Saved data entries
====================

/// Lays the whole page out in an off-screen buffer so the stat cards scroll with the text.
fn render_profile_page(data: &ProfileData, now: DateTime<Utc>, width: u16) -> Buffer {
    let header = header_lines(&data.player, now);
    let ongoing = ongoing_lines(data.ongoing());
    let recent = recent_lines(data.recent());
    let details = details_lines(&data.player, data.country_name.as_deref());

    let stats = data.stats();
    let cards_height = stat_cards::required_height(stats.len(), width);
    let summary_heading = if stats.is_empty() { 0 } else { 1 };

    let height = header.len() as u16
        + ongoing.len() as u16
        + summary_heading
        + cards_height
        + recent.len() as u16
        + details.len() as u16;
    let mut buf = Buffer::empty(Rect::new(0, 0, width, height));

    let mut y = 0;
    for lines in [header, ongoing] {
        y = render_lines(lines, y, &mut buf);
    }
    if !stats.is_empty() {
        y = render_lines(vec![section_heading("Summary")], y, &mut buf);
        StatCards { stats }.render(Rect::new(0, y, width, cards_height), &mut buf);
        y += cards_height;
    }
    for lines in [recent, details] {
        y = render_lines(lines, y, &mut buf);
    }

    buf
}

fn render_lines(lines: Vec<Line<'static>>, y: u16, buf: &mut Buffer) -> u16 {
    let height = lines.len() as u16;
    if height > 0 {
        let area = Rect::new(0, y, buf.area.width, height);
        Paragraph::new(lines).render(area, buf);
    }
    y + height
}

/// Copy rows `scroll..` of `page` into `target`, clipped to `area`.
fn blit(page: &Buffer, scroll: u16, area: Rect, target: &mut Buffer) {
    let rows = page.area.height.saturating_sub(scroll).min(area.height);
    let cols = page.area.width.min(area.width);
    for dy in 0..rows {
        for dx in 0..cols {
            target[(area.x + dx, area.y + dy)] = page[(dx, scroll + dy)].clone();
        }
    }
}

fn header_lines(player: &PlayerProfile, now: DateTime<Utc>) -> Vec<Line<'static>> {
    let dim = Style::default().fg(Color::DarkGray);

    let mut name_line = vec![Span::styled(
        player.username.clone(),
        Style::default().add_modifier(Modifier::BOLD),
    )];
    if let Some(title) = player.title.as_deref().filter(|t| !t.is_empty()) {
        name_line.push(Span::raw(" "));
        name_line.push(Span::styled(
            format!("[{title}]"),
            Style::default().fg(Color::Yellow),
        ));
    }
    if player.verified {
        name_line.push(Span::styled(" ✓", Style::default().fg(Color::Green)));
    }

    let mut sub_line = Vec::new();
    if let Some(name) = player.name.as_deref().filter(|n| !n.is_empty()) {
        sub_line.push(Span::styled(name.to_string(), Style::default().fg(Color::Gray)));
    }
    if let Some(last_online) = player.last_online_at() {
        if !sub_line.is_empty() {
            sub_line.push(Span::styled(" | ", dim));
        }
        sub_line.push(Span::styled("Last active: ", dim));
        sub_line.push(Span::raw(format_elapsed(last_online, now)));
    }

    vec![
        Line::from(Span::styled("← Back to list (Esc)", dim)),
        Line::from(""),
        Line::from(name_line),
        Line::from(sub_line),
    ]
}

fn section_heading(label: &str) -> Line<'static> {
    Line::from(Span::styled(
        label.to_uppercase(),
        Style::default().fg(Color::DarkGray).add_modifier(Modifier::BOLD),
    ))
}

fn ongoing_lines(games: &[OngoingGame]) -> Vec<Line<'static>> {
    if games.is_empty() {
        return Vec::new();
    }
    let dim = Style::default().fg(Color::DarkGray);

    let mut lines = vec![Line::from(""), section_heading("Ongoing")];
    for game in games {
        lines.push(opponent_line(&game.opponent, None));
        lines.push(Line::from(Span::styled(
            format!(
                "  {} · as {}",
                game.time_class.as_deref().unwrap_or(DEFAULT_TIME_CLASS),
                game.color.label()
            ),
            dim,
        )));
        if let Some(move_by) = game.move_by_at() {
            lines.push(Line::from(Span::styled(
                format!("  move by {}", fmt_datetime(move_by)),
                dim,
            )));
        }
        lines.push(Line::from(Span::styled(format!("  {}", game.url), dim)));
    }
    lines
}

fn recent_lines(games: &[FinishedGame]) -> Vec<Line<'static>> {
    if games.is_empty() {
        return Vec::new();
    }
    let dim = Style::default().fg(Color::DarkGray);

    let mut lines = vec![Line::from(""), section_heading("Recent Games")];
    for game in games {
        lines.push(opponent_line(&game.opponent, Some(game.result)));

        let mut kind: Vec<&str> = Vec::new();
        if let Some(time_class) = game.time_class.as_deref() {
            kind.push(time_class);
        }
        if let Some(time_control) = game.time_control.as_deref() {
            kind.push(time_control);
        }
        let as_color = format!("as {}", game.color.label());
        kind.push(&as_color);
        lines.push(Line::from(Span::styled(format!("  {}", kind.join(" · ")), dim)));

        if game.ended_at().is_some() {
            lines.push(Line::from(Span::styled(
                format!("  ended {}", fmt_date(game.end_time)),
                dim,
            )));
        }
        lines.push(Line::from(Span::styled(format!("  {}", game.url), dim)));
    }
    lines
}

fn opponent_line(opponent: &str, result: Option<GameResult>) -> Line<'static> {
    let mut spans = vec![
        Span::raw("vs. "),
        Span::styled(opponent.to_string(), Style::default().add_modifier(Modifier::BOLD)),
    ];
    if let Some(result) = result {
        let color = match result {
            GameResult::Win => Color::Green,
            GameResult::Loss => Color::Red,
            GameResult::Draw => Color::Gray,
        };
        spans.push(Span::raw("  "));
        spans.push(Span::styled(
            format!("[{}]", result.short_label()),
            Style::default().fg(color).add_modifier(Modifier::BOLD),
        ));
    }
    Line::from(spans)
}
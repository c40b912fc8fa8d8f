//! Per-function disassembly via `objdump`.

use log::info;
use std::path::{Path, PathBuf};
use std::process::Command;

use crate::domain::ProfileError;

/// One instruction line of a disassembly listing.
#[derive(Debug, Clone, PartialEq, Eq)]
pub struct DisassemblyLine {
    pub address: u64,
    pub text: String,
}

/// Produces disassembly for an address range of a binary.
pub trait Disassembler {
    /// Disassemble `[low, high)` of `binary`.
    ///
    /// # Errors
    /// Returns an error if the binary cannot be disassembled
    fn disassemble(
        &self,
        binary: &Path,
        low: u64,
        high: u64,
    ) -> Result<Vec<DisassemblyLine>, ProfileError>;
}

/// Runs `objdump -d` over a single function's range.
#[derive(Debug, Clone)]
pub struct ObjdumpDisassembler {
    objdump: PathBuf,
}

impl ObjdumpDisassembler {
    #[must_use]
    pub fn new(objdump: impl Into<PathBuf>) -> Self {
        Self { objdump: objdump.into() }
    }
}

impl Default for ObjdumpDisassembler {
    fn default() -> Self {
        Self::new("objdump")
    }
}

impl Disassembler for ObjdumpDisassembler {
    fn disassemble(
        &self,
        binary: &Path,
        low: u64,
        high: u64,
    ) -> Result<Vec<DisassemblyLine>, ProfileError> {
        let tool = self.objdump.display().to_string();
        let tool_failed = |error: String| ProfileError::ToolFailed {
            tool: tool.clone(),
            binary: binary.display().to_string(),
            error,
        };

        info!("Running {tool} -d on {} [{low:#x}, {high:#x})", binary.display());
        let output = Command::new(&self.objdump)
            .arg("-d")
            .arg(format!("--start-address={low:#x}"))
            .arg(format!("--stop-address={high:#x}"))
            .arg("--no-show-raw-insn")
            .arg(binary)
            .output()
            .map_err(|e| tool_failed(e.to_string()))?;

        if !output.status.success() {
            return Err(tool_failed(format!(
                "{}: {}",
                output.status,
                String::from_utf8_lossy(&output.stderr).trim()
            )));
        }

        Ok(parse_disassembly(&String::from_utf8_lossy(&output.stdout)))
    }
}

/// Keep only lines that start with `<hex-address>:`.
///
/// The file banner, section headers and the `<function>:` label line are
/// dropped.
#[must_use]
pub fn parse_disassembly(text: &str) -> Vec<DisassemblyLine> {
    text.lines()
        .map(str::trim)
        .filter(|line| !line.contains("file format"))
        .filter_map(|line| {
            let first = line.split_whitespace().next()?;
            let addr = first.strip_suffix(':')?;
            let address = u64::from_str_radix(addr, 16).ok()?;
            Some(DisassemblyLine { address, text: line.to_string() })
        })
        .collect()
}
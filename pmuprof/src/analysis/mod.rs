//! Analysis logic for profiling data
//!
//! This module contains the aggregation behind both reports, separated from
//! text rendering:
//! - Flat per-function time attribution (`hotspot_analyzer`)
//! - Caller/callee graph over backtraces (`call_graph`)

pub mod call_graph;
pub mod hotspot_analyzer;

pub use call_graph::{
    kernel_symbol_map, CallGraph, CallerSummary, CalleeShare, GraphNode, NodeId,
    TOP_CALLER_THRESHOLD, USER_NODE,
};
pub use hotspot_analyzer::{
    analyze_flat_profile, analyze_section, FlatReport, FlatSection, FunctionHotspot,
};
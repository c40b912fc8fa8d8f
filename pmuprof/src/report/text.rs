//! Plain-text report rendering.
//!
//! Column layout is fixed so successive runs diff cleanly:
//!
//! ```text
//! ==== KERNEL TIME ====
//! <name, 35 wide>                     <frac> (<count>) (<cumulative>)
//! ---------
//! total   0.93
//! ```

use std::io::Write;
use std::path::Path;

use crate::analysis::{CallGraph, FlatReport, FlatSection};
use crate::domain::ProfileError;
use crate::profiling::BacktraceStats;
use crate::symbolization::{Disassembler, SymbolTable};

/// Source of per-instruction listings for one section's binary.
pub struct Annotator<'a> {
    pub disassembler: &'a dyn Disassembler,
    pub binary: &'a Path,
    pub table: &'a SymbolTable,
}

fn count_column(count: usize) -> String {
    format!("({count})")
}

/// # Errors
/// Returns an error if writing fails
pub fn write_backtrace_stats<W: Write>(
    out: &mut W,
    stats: &BacktraceStats,
) -> Result<(), ProfileError> {
    writeln!(out, "{}\n", stats.summary())?;
    Ok(())
}

/// Top callers followed by each one's ranked callees.
///
/// # Errors
/// Returns an error if writing fails
pub fn write_graph_report<W: Write>(out: &mut W, graph: &CallGraph) -> Result<(), ProfileError> {
    let top = graph.top_callers();

    writeln!(out, "==== TOP CALLERS ====")?;
    for caller in &top {
        writeln!(
            out,
            "{:<35} {:6.4} {:>6}",
            caller.name,
            caller.fraction,
            count_column(caller.samples)
        )?;
    }

    writeln!(out, "==== CALLEES ====")?;
    writeln!(out)?;
    for caller in &top {
        writeln!(
            out,
            "{:<35} {:6.4} {:>6}",
            caller.name,
            caller.fraction,
            count_column(caller.samples)
        )?;
        for callee in &caller.callees {
            writeln!(
                out,
                "\t{:<35} {:6.4} {:>6}",
                callee.name,
                callee.attributed_fraction,
                count_column(callee.calls)
            )?;
        }
    }
    writeln!(out)?;
    Ok(())
}

/// One address-space section, optionally with annotated disassembly after
/// each function.
///
/// # Errors
/// Returns an error if writing fails, a ranked function is missing from the
/// annotator's table, or disassembly fails
pub fn write_flat_section<W: Write>(
    out: &mut W,
    section: &FlatSection,
    annotator: Option<&Annotator<'_>>,
) -> Result<(), ProfileError> {
    writeln!(out, "==== {} ====", section.title)?;
    for hotspot in &section.hotspots {
        writeln!(
            out,
            "{:<35} {:6.4} {:>6} ({:6.4})",
            hotspot.name,
            hotspot.fraction,
            count_column(hotspot.count),
            hotspot.cumulative
        )?;
        if let Some(annotator) = annotator {
            write_annotated_disassembly(out, section, &hotspot.name, annotator)?;
        }
    }
    writeln!(out, "---------")?;
    writeln!(out, "total {:6.2}", section.total_fraction)?;
    Ok(())
}

fn write_annotated_disassembly<W: Write>(
    out: &mut W,
    section: &FlatSection,
    function: &str,
    annotator: &Annotator<'_>,
) -> Result<(), ProfileError> {
    let range = annotator.table.find_by_name(function)?;
    let lines = annotator.disassembler.disassemble(annotator.binary, range.low, range.high)?;
    let counts = section.resolution.address_counts(function);

    for line in lines {
        let hits = counts.get(&line.address).copied().unwrap_or(0);
        writeln!(out, "{hits:6} {}", line.text)?;
    }
    Ok(())
}

/// Kernel then user section.
///
/// # Errors
/// Returns an error if either section fails to render
pub fn write_flat_report<W: Write>(
    out: &mut W,
    report: &FlatReport,
    kernel: Option<&Annotator<'_>>,
    user: Option<&Annotator<'_>>,
) -> Result<(), ProfileError> {
    write_flat_section(out, &report.kernel, kernel)?;
    write_flat_section(out, &report.user, user)?;
    Ok(())
}

#[cfg(test)]
mod tests {
    use super::*;
    use crate::analysis::analyze_flat_profile;
    use crate::domain::{Backtrace, Rip};
    use crate::symbolization::{DisassemblyLine, Symbol};
    use std::collections::HashMap;

    struct FakeDisassembler;

    impl Disassembler for FakeDisassembler {
        fn disassemble(
            &self,
            _binary: &Path,
            low: u64,
            _high: u64,
        ) -> Result<Vec<DisassemblyLine>, ProfileError> {
            Ok((0..2)
                .map(|i| DisassemblyLine {
                    address: low + i,
                    text: format!("{:x}:\tnop", low + i),
                })
                .collect())
        }
    }

    fn render<F: FnOnce(&mut Vec<u8>) -> Result<(), ProfileError>>(f: F) -> String {
        let mut buffer = Vec::new();
        f(&mut buffer).unwrap();
        String::from_utf8(buffer).unwrap()
    }

    #[test]
    fn test_flat_section_layout() {
        let table = SymbolTable::from_symbols(vec![Symbol::new("foo", 0xff00)]);
        let mut samples = vec![Rip::kernel(0xff00); 3];
        samples.push(Rip::kernel(0xff01));
        let report = analyze_flat_profile(&samples, &table, &SymbolTable::default()).unwrap();

        let text = render(|out| write_flat_section(out, &report.kernel, None));
        let expected = format!(
            "==== KERNEL TIME ====\n{:<35} 1.0000    (4) (1.0000)\n---------\ntotal   1.00\n",
            "foo"
        );
        assert_eq!(text, expected);
    }

    #[test]
    fn test_annotated_section_counts_exact_addresses() {
        let table = SymbolTable::from_symbols(vec![Symbol::new("foo", 0xff00)]);
        let samples = [Rip::kernel(0xff00), Rip::kernel(0xff00), Rip::kernel(0xff01)];
        let report = analyze_flat_profile(&samples, &table, &SymbolTable::default()).unwrap();
        let annotator =
            Annotator { disassembler: &FakeDisassembler, binary: Path::new("kernel"), table: &table };

        let text = render(|out| write_flat_section(out, &report.kernel, Some(&annotator)));
        assert!(text.contains("     2 ff00:\tnop\n"));
        assert!(text.contains("     1 ff01:\tnop\n"));
    }

    #[test]
    fn test_annotated_section_prints_zero_for_unsampled_instruction() {
        let table = SymbolTable::from_symbols(vec![Symbol::new("foo", 0xff00)]);
        let samples = [Rip::kernel(0xff01), Rip::kernel(0xff01), Rip::kernel(0xff01)];
        let report = analyze_flat_profile(&samples, &table, &SymbolTable::default()).unwrap();
        let annotator =
            Annotator { disassembler: &FakeDisassembler, binary: Path::new("kernel"), table: &table };

        let text = render(|out| write_flat_section(out, &report.kernel, Some(&annotator)));
        assert!(text.contains("     0 ff00:\tnop\n"));
        assert!(text.contains("     3 ff01:\tnop\n"));
    }

    #[test]
    fn test_annotation_with_unknown_function_fails() {
        let table = SymbolTable::from_symbols(vec![Symbol::new("foo", 0xff00)]);
        let report =
            analyze_flat_profile(&[Rip::kernel(0xff00)], &table, &SymbolTable::default()).unwrap();
        let other = SymbolTable::from_symbols(vec![Symbol::new("bar", 0xff00)]);
        let annotator =
            Annotator { disassembler: &FakeDisassembler, binary: Path::new("kernel"), table: &other };

        let mut buffer = Vec::new();
        let err = write_flat_section(&mut buffer, &report.kernel, Some(&annotator)).unwrap_err();
        assert!(matches!(err, ProfileError::SymbolNotFound(ref n) if n == "foo"));
    }

    #[test]
    fn test_graph_report_layout() {
        let symbols = HashMap::from([(0x10, "leaf".to_string()), (0x20, "root".to_string())]);
        let backtraces =
            vec![Backtrace { frames: vec![Rip::kernel(0x10), Rip::kernel(0x20)], failed: false }];
        let graph = CallGraph::build(&backtraces, &symbols).unwrap();

        let text = render(|out| write_graph_report(out, &graph));
        let lines: Vec<&str> = text.lines().collect();

        assert_eq!(lines[0], "==== TOP CALLERS ====");
        assert_eq!(lines[1], format!("{:<35} 1.0000    (1)", "leaf"));
        assert_eq!(lines[2], format!("{:<35} 1.0000    (1)", "root"));
        assert_eq!(lines[3], "==== CALLEES ====");
        assert_eq!(lines[4], "");
        assert_eq!(lines[5], format!("{:<35} 1.0000    (1)", "leaf"));
        assert_eq!(lines[6], format!("{:<35} 1.0000    (1)", "root"));
        assert_eq!(lines[7], format!("\t{:<35} 1.0000    (1)", "leaf"));
    }

    #[test]
    fn test_backtrace_stats_line() {
        let stats = BacktraceStats { total: 4, failed: 1 };
        let text = render(|out| write_backtrace_stats(out, &stats));
        assert_eq!(text, "backtrace failed for 25.00% (1 / 4)\n\n");
    }
}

====================

> [REQUIREMENT]: Each line in the entries above that includes the string "status" should be extracted.

> [THE ANSWER]:
        if !output.status.success() {
                output.status,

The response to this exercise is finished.